When you have heard the four words you never want to hear, you tend to wake in the middle of the night. I count all the women I know that have had cancer. I’m now up to 27 women who not only have survived but are thriving, with only two who died from it.
Then I think back to the assignment, for one week to say – Thank you, God for everything. I say the words and know deep in this experience I will find many gifts and blessings. I don’t yet know what the gifts are, but I will be alert to them. I’ll be careful to count them, savor them. I do know our bodies are magnificent creations that have self healing power. I am blessed to have a community of loving friends that will pray with me. I believe in the power of prayer and as a chaplain for a decade I have witnesses miracle in so many lives.
I have joined the cancer club, one I never wanted to belong to. Now I have set a goal to advance to the survivor club. Thank you, God.
Everyday since then I have seen butterflies, sometimes just one, but more often several.
I’ve had two surgeries and start radiation this week.

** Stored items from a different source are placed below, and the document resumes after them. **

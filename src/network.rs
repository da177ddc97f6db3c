use rand::Rng;
use rand_distr::StandardNormal;
use serde::{Deserialize, Serialize};
use tracing::{debug, trace};

use crate::activation::{Activation, SIGMOID};
use crate::error::{NetworkError, ShapeError};
use crate::linear_algebra::{Matrix, Value};

pub const DEFAULT_LEARNING_RATE: Value = 0.1;

/// The standard deviation of the Gaussian noise added by [`Network::mutate`].
pub const MUTATION_STANDARD_DEVIATION: Value = 0.1;

/// A fully connected network with one hidden layer.
///
/// Cloning produces an independent network: the weights and biases are deep copied, while the
/// activation, being a shared static, is not.
#[derive(Clone, Debug, Deserialize, PartialEq, Serialize)]
#[serde(into = "NetworkRecord", try_from = "NetworkRecord")]
pub struct Network {
    input_nodes: usize,
    hidden_nodes: usize,
    output_nodes: usize,
    /// `hidden x input`
    weights_ih: Matrix,
    /// `output x hidden`
    weights_ho: Matrix,
    bias_h: Matrix,
    bias_o: Matrix,
    learning_rate: Value,
    activation: &'static Activation,
}

/// The persisted form of a [`Network`].
#[derive(Clone, Debug, Deserialize, PartialEq, Serialize)]
pub struct NetworkRecord {
    pub input_nodes: usize,
    pub hidden_nodes: usize,
    pub output_nodes: usize,
    pub weights_ih: Matrix,
    pub weights_ho: Matrix,
    pub bias_h: Matrix,
    pub bias_o: Matrix,
    pub learning_rate: Value,
    pub activation_function: String,
}

impl Network {
    /// Creates a network whose weights and biases are drawn uniformly from `[-1, 1]`.
    pub fn new(
        input_nodes: usize,
        hidden_nodes: usize,
        output_nodes: usize,
        rng: &mut impl Rng,
    ) -> Self {
        debug!(input_nodes, hidden_nodes, output_nodes, "Creating network.");

        Self {
            input_nodes,
            hidden_nodes,
            output_nodes,
            weights_ih: Matrix::random(hidden_nodes, input_nodes, rng),
            weights_ho: Matrix::random(output_nodes, hidden_nodes, rng),
            bias_h: Matrix::random(hidden_nodes, 1, rng),
            bias_o: Matrix::random(output_nodes, 1, rng),
            learning_rate: DEFAULT_LEARNING_RATE,
            activation: &SIGMOID,
        }
    }

    pub fn input_nodes(&self) -> usize {
        self.input_nodes
    }

    pub fn hidden_nodes(&self) -> usize {
        self.hidden_nodes
    }

    pub fn output_nodes(&self) -> usize {
        self.output_nodes
    }

    pub fn weights_ih(&self) -> &Matrix {
        &self.weights_ih
    }

    pub fn weights_ho(&self) -> &Matrix {
        &self.weights_ho
    }

    pub fn bias_h(&self) -> &Matrix {
        &self.bias_h
    }

    pub fn bias_o(&self) -> &Matrix {
        &self.bias_o
    }

    pub fn learning_rate(&self) -> Value {
        self.learning_rate
    }

    /// No range is enforced.
    pub fn set_learning_rate(&mut self, learning_rate: Value) {
        self.learning_rate = learning_rate;
    }

    pub fn activation(&self) -> &'static Activation {
        self.activation
    }

    pub fn set_activation(&mut self, activation: &'static Activation) {
        self.activation = activation;
    }

    pub fn predict(&self, input: &[Value]) -> Result<Vec<Value>, ShapeError> {
        self.check_length("predict", input, self.input_nodes)?;

        let inputs = Matrix::from_column(input);
        let (_, outputs) = self.propagate_forward(&inputs)?;

        Ok(outputs.to_vec())
    }

    /// Runs one step of stochastic gradient descent on a single sample.
    pub fn train(&mut self, input: &[Value], target: &[Value]) -> Result<(), ShapeError> {
        self.check_length("train", input, self.input_nodes)?;
        self.check_length("train", target, self.output_nodes)?;

        let activation = self.activation;

        // Propagate forward ====================

        let inputs = Matrix::from_column(input);
        let (hidden, outputs) = self.propagate_forward(&inputs)?;

        // Propagate backward ===================

        let targets = Matrix::from_column(target);
        let output_errors = targets.subtract(&outputs)?;
        trace!(?output_errors, "Output errors");

        let mut output_gradients = outputs.map(|y| activation.derivative(y));
        output_gradients.multiply_in_place(&output_errors)?;
        output_gradients *= self.learning_rate;

        // Taken from the output weights before this step's update.
        let hidden_errors = self.weights_ho.transpose().multiply(&output_errors)?;

        let mut hidden_gradients = hidden.map(|y| activation.derivative(y));
        hidden_gradients.multiply_in_place(&hidden_errors)?;
        hidden_gradients *= self.learning_rate;

        let weight_ho_deltas = output_gradients.multiply(&hidden.transpose())?;
        let weight_ih_deltas = hidden_gradients.multiply(&inputs.transpose())?;

        // Descend gradients ====================

        self.weights_ho.add_in_place(&weight_ho_deltas)?;
        self.bias_o.add_in_place(&output_gradients)?;

        self.weights_ih.add_in_place(&weight_ih_deltas)?;
        self.bias_h.add_in_place(&hidden_gradients)?;

        Ok(())
    }

    /// Perturbs each weight and bias, with probability `rate`, by Gaussian noise of mean 0 and
    /// standard deviation [`MUTATION_STANDARD_DEVIATION`].
    pub fn mutate(&mut self, rate: Value, rng: &mut impl Rng) {
        let mut mutations = 0;

        for matrix in [
            &mut self.weights_ih,
            &mut self.weights_ho,
            &mut self.bias_h,
            &mut self.bias_o,
        ] {
            for x in matrix.values_mut() {
                if rng.gen::<Value>() < rate {
                    let noise: Value = rng.sample(StandardNormal);
                    *x += noise * MUTATION_STANDARD_DEVIATION;
                    mutations += 1;
                }
            }
        }

        debug!(rate, mutations, "Mutated network.");
    }

    pub fn to_record(&self) -> NetworkRecord {
        self.clone().into()
    }

    /// Rebuilds a network from its persisted form, resolving the activation by name.
    pub fn from_record(record: NetworkRecord) -> Result<Self, NetworkError> {
        let activation = Activation::by_name(&record.activation_function)
            .ok_or(NetworkError::UnknownActivation(record.activation_function))?;

        let (input_nodes, hidden_nodes, output_nodes) =
            (record.input_nodes, record.hidden_nodes, record.output_nodes);

        check_shape(&record.weights_ih, (hidden_nodes, input_nodes))?;
        check_shape(&record.weights_ho, (output_nodes, hidden_nodes))?;
        check_shape(&record.bias_h, (hidden_nodes, 1))?;
        check_shape(&record.bias_o, (output_nodes, 1))?;

        debug!(
            input_nodes,
            hidden_nodes,
            output_nodes,
            activation = activation.name(),
            "Restored network."
        );

        Ok(Self {
            input_nodes,
            hidden_nodes,
            output_nodes,
            weights_ih: record.weights_ih,
            weights_ho: record.weights_ho,
            bias_h: record.bias_h,
            bias_o: record.bias_o,
            learning_rate: record.learning_rate,
            activation,
        })
    }

    pub fn to_json(&self) -> Result<String, NetworkError> {
        Ok(serde_json::to_string(self)?)
    }

    pub fn from_json(data: &str) -> Result<Self, NetworkError> {
        let record: NetworkRecord = serde_json::from_str(data)?;
        Self::from_record(record)
    }

    fn propagate_forward(&self, inputs: &Matrix) -> Result<(Matrix, Matrix), ShapeError> {
        let mut hidden = self.weights_ih.multiply(inputs)?;
        hidden.add_in_place(&self.bias_h)?;
        hidden.map_in_place(|x| self.activation.apply(x));

        let mut outputs = self.weights_ho.multiply(&hidden)?;
        outputs.add_in_place(&self.bias_o)?;
        outputs.map_in_place(|x| self.activation.apply(x));

        Ok((hidden, outputs))
    }

    fn check_length(
        &self,
        operation: &'static str,
        values: &[Value],
        expected: usize,
    ) -> Result<(), ShapeError> {
        if values.len() == expected {
            Ok(())
        } else {
            Err(ShapeError::new(operation, (expected, 1), (values.len(), 1)))
        }
    }
}

fn check_shape(matrix: &Matrix, expected: (usize, usize)) -> Result<(), ShapeError> {
    if matrix.shape() == expected {
        Ok(())
    } else {
        Err(ShapeError::new("deserialize", expected, matrix.shape()))
    }
}

impl From<Network> for NetworkRecord {
    fn from(network: Network) -> Self {
        Self {
            input_nodes: network.input_nodes,
            hidden_nodes: network.hidden_nodes,
            output_nodes: network.output_nodes,
            weights_ih: network.weights_ih,
            weights_ho: network.weights_ho,
            bias_h: network.bias_h,
            bias_o: network.bias_o,
            learning_rate: network.learning_rate,
            activation_function: network.activation.name().to_owned(),
        }
    }
}

impl TryFrom<NetworkRecord> for Network {
    type Error = NetworkError;

    fn try_from(record: NetworkRecord) -> Result<Self, Self::Error> {
        Self::from_record(record)
    }
}
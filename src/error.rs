use std::error::Error;
use std::fmt;

/// The operands of a matrix operation had incompatible shapes.
///
/// `left` and `right` are the `(rows, columns)` of the two operands, in the order the
/// operation received them.
#[derive(Clone, Copy, Debug, Eq, PartialEq)]
pub struct ShapeError {
    pub operation: &'static str,
    pub left: (usize, usize),
    pub right: (usize, usize),
}

impl ShapeError {
    pub(crate) fn new(operation: &'static str, left: (usize, usize), right: (usize, usize)) -> Self {
        Self {
            operation,
            left,
            right,
        }
    }
}

impl fmt::Display for ShapeError {
    fn fmt(&self, f: &mut fmt::Formatter<'_>) -> fmt::Result {
        write!(
            f,
            "{}: incompatible shapes {}x{} and {}x{}",
            self.operation, self.left.0, self.left.1, self.right.0, self.right.1,
        )
    }
}

impl Error for ShapeError {}

#[derive(Debug)]
pub enum NetworkError {
    Shape(ShapeError),
    UnknownActivation(String),
    Json(serde_json::Error),
}

impl From<ShapeError> for NetworkError {
    fn from(error: ShapeError) -> Self {
        Self::Shape(error)
    }
}

impl From<serde_json::Error> for NetworkError {
    fn from(error: serde_json::Error) -> Self {
        Self::Json(error)
    }
}

impl fmt::Display for NetworkError {
    fn fmt(&self, f: &mut fmt::Formatter<'_>) -> fmt::Result {
        match self {
            Self::Shape(error) => fmt::Display::fmt(error, f),
            Self::UnknownActivation(name) => write!(f, "unknown activation function \"{name}\""),
            Self::Json(error) => write!(f, "invalid network data: {error}"),
        }
    }
}

impl Error for NetworkError {
    fn source(&self) -> Option<&(dyn Error + 'static)> {
        match self {
            Self::Shape(error) => Some(error),
            Self::UnknownActivation(_) => None,
            Self::Json(error) => Some(error),
        }
    }
}
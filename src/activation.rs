use std::fmt;

use crate::linear_algebra::{Value, ValueType};

/// A named activation function paired with its derivative.
///
/// The derivative is expressed in terms of the function's *output*: for `y = f(x)`,
/// `derivative(y) == f'(x)`. Only the predefined statics exist; networks hold
/// `&'static` references to them and look them up by name when reconstructed.
pub struct Activation {
    name: &'static str,
    function: fn(Value) -> Value,
    derivative: fn(Value) -> Value,
}

pub static SIGMOID: Activation = Activation {
    name: "sigmoid",
    function: sigmoid,
    derivative: sigmoid_prime,
};

pub static TANH: Activation = Activation {
    name: "tanh",
    function: tanh,
    derivative: tanh_prime,
};

static ACTIVATIONS: [&Activation; 2] = [&SIGMOID, &TANH];

impl Activation {
    pub fn by_name(name: &str) -> Option<&'static Activation> {
        ACTIVATIONS
            .iter()
            .copied()
            .find(|activation| activation.name == name)
    }

    pub fn name(&self) -> &'static str {
        self.name
    }

    pub fn apply(&self, x: Value) -> Value {
        (self.function)(x)
    }

    pub fn derivative(&self, y: Value) -> Value {
        (self.derivative)(y)
    }
}

impl PartialEq for Activation {
    fn eq(&self, other: &Self) -> bool {
        self.name == other.name
    }
}

impl fmt::Debug for Activation {
    fn fmt(&self, f: &mut fmt::Formatter<'_>) -> fmt::Result {
        f.debug_tuple("Activation").field(&self.name).finish()
    }
}

pub fn sigmoid(x: Value) -> Value {
    Value::ONE / (Value::ONE + (-x).exp())
}

/// Takes `y = sigmoid(x)`.
pub fn sigmoid_prime(y: Value) -> Value {
    y * (Value::ONE - y)
}

pub fn tanh(x: Value) -> Value {
    x.tanh()
}

/// Takes `y = tanh(x)`.
pub fn tanh_prime(y: Value) -> Value {
    Value::ONE - y * y
}
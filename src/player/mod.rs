//! Video player capability
//!
//! A player renders one camera into a surface it does not own. The window
//! manager only tells it where to draw and which stream to show.

pub mod mpv;

use crate::error::PlayerError;
use crate::layout::{Rect, Size};

pub use mpv::MpvPlayer;

/// Which of the camera's streams should be shown
#[derive(Debug, Clone, Copy, PartialEq, Eq)]
pub enum Stream {
    /// Full resolution, used while the tile holds the primary position
    Main,
    /// Low resolution, used for every other tile
    Sub,
}

/// Geometry and fill a player is asked to render with
#[derive(Debug, Clone, PartialEq, Eq)]
pub struct Attachment {
    pub surface: u32,
    /// Current size of the surface
    pub size: Size,
    /// Main stream region, surface-local
    pub main: Rect,
    /// Sub stream region, surface-local
    pub sub: Rect,
    /// Fill color (0xRRGGBB)
    pub background: u32,
    pub stream: Stream,
}

impl Attachment {
    /// Region of the stream being shown, clipped to the surface
    pub fn active_rect(&self) -> Rect {
        let rect = match self.stream {
            Stream::Main => self.main,
            Stream::Sub => self.sub,
        };
        rect.clamp_to(self.size)
    }
}

/// Opaque video renderer bound to one surface
pub trait Player: Send {
    /// Apply geometry, fill and stream selection
    fn attach(&mut self, attachment: &Attachment) -> Result<(), PlayerError>;

    /// Repaint after the surface was exposed
    fn redraw(&mut self) -> Result<(), PlayerError> {
        Ok(())
    }

    /// Stop rendering and free the backend
    fn release(&mut self);
}

#[cfg(test)]
pub mod testing {
    //! Player that only counts calls

    use super::*;
    use std::sync::Arc;
    use std::sync::atomic::{AtomicUsize, Ordering};

    #[derive(Debug, Default)]
    pub struct Calls {
        pub attach: AtomicUsize,
        pub redraw: AtomicUsize,
        pub release: AtomicUsize,
    }

    impl Calls {
        pub fn attaches(&self) -> usize {
            self.attach.load(Ordering::SeqCst)
        }

        pub fn redraws(&self) -> usize {
            self.redraw.load(Ordering::SeqCst)
        }

        pub fn releases(&self) -> usize {
            self.release.load(Ordering::SeqCst)
        }
    }

    pub struct CountingPlayer {
        pub calls: Arc<Calls>,
    }

    impl CountingPlayer {
        pub fn new() -> (Self, Arc<Calls>) {
            let calls = Arc::new(Calls::default());
            (
                Self {
                    calls: calls.clone(),
                },
                calls,
            )
        }
    }

    impl Player for CountingPlayer {
        fn attach(&mut self, _attachment: &Attachment) -> Result<(), PlayerError> {
            self.calls.attach.fetch_add(1, Ordering::SeqCst);
            Ok(())
        }

        fn redraw(&mut self) -> Result<(), PlayerError> {
            self.calls.redraw.fetch_add(1, Ordering::SeqCst);
            Ok(())
        }

        fn release(&mut self) {
            self.calls.release.fetch_add(1, Ordering::SeqCst);
        }
    }
}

Yesterday my roommate from college, 49 years ago came to visit me and brought me a gift. She said, “Please, unwrap it, forgive the Christmas wrapping paper.” It was a commissioned original painting of a butterfly. It brings tears to my eyes just thinking about how meaningful this gift is. She said, “Art is personal and I didn’t know if it would go with your decor or if you were inundated with butterflies at this point.” I can’t remember such a touching gift in a long time. It’s beautiful, cheerful, life affirming, rich in detail, yet light and uplifting. It makes my heart smile. She commissioned her nephew to create it. I thought how this gift touched so many people. Her nephew was honored to be asked to create it and everyone who comes to my home will enjoy it’s beauty and after I’m gone someone else will enjoy it. I plan to write the story behind it and secure it to the back of the painting.
Then I read the email from you on the fluttering of butterflies and knew once again, it was a sign. 77 days after receiving my butterfly sign and the diagnosis and every day in between, I have been given a sign. Thank you, God.
Thank you, Suzanne for sharing the love and wisdom from across the veil. Thank you, Sanaya for loving us and giving us guidance.
Absolutely beautiful, Bertie. Thank you for sharing.
Cancer and the butterfly.
Cancer is a feeling of a loss of control, yet, so is the fluttering flight of the butterfly. We all love to control our lives, we run on the hamster wheel, we grip our steering wheel of life with white knuckles. When cancer comes it changes our ‘story’. Cancer brings fear, it brings a non-linear path that deviates from the ‘story’ we’ve built on our own.
For me, the fluttering flight of a butterfly represents freedom, freedom from a linear path. Is it possible that freedom can come from cancer, from sickness, from dark times?
Currently, I find myself in a dichotomy where I’m embracing Faith, Love and Trust, yet, I have a white knuckled grip on my steering wheel. I am learning how to Surrender. It’s a challenging task as my ego’s self-preservation logic fights this illogical thinking.
Today, I’m letting go of the steering wheel to “…Be as the butterfly and float as Life directs you.”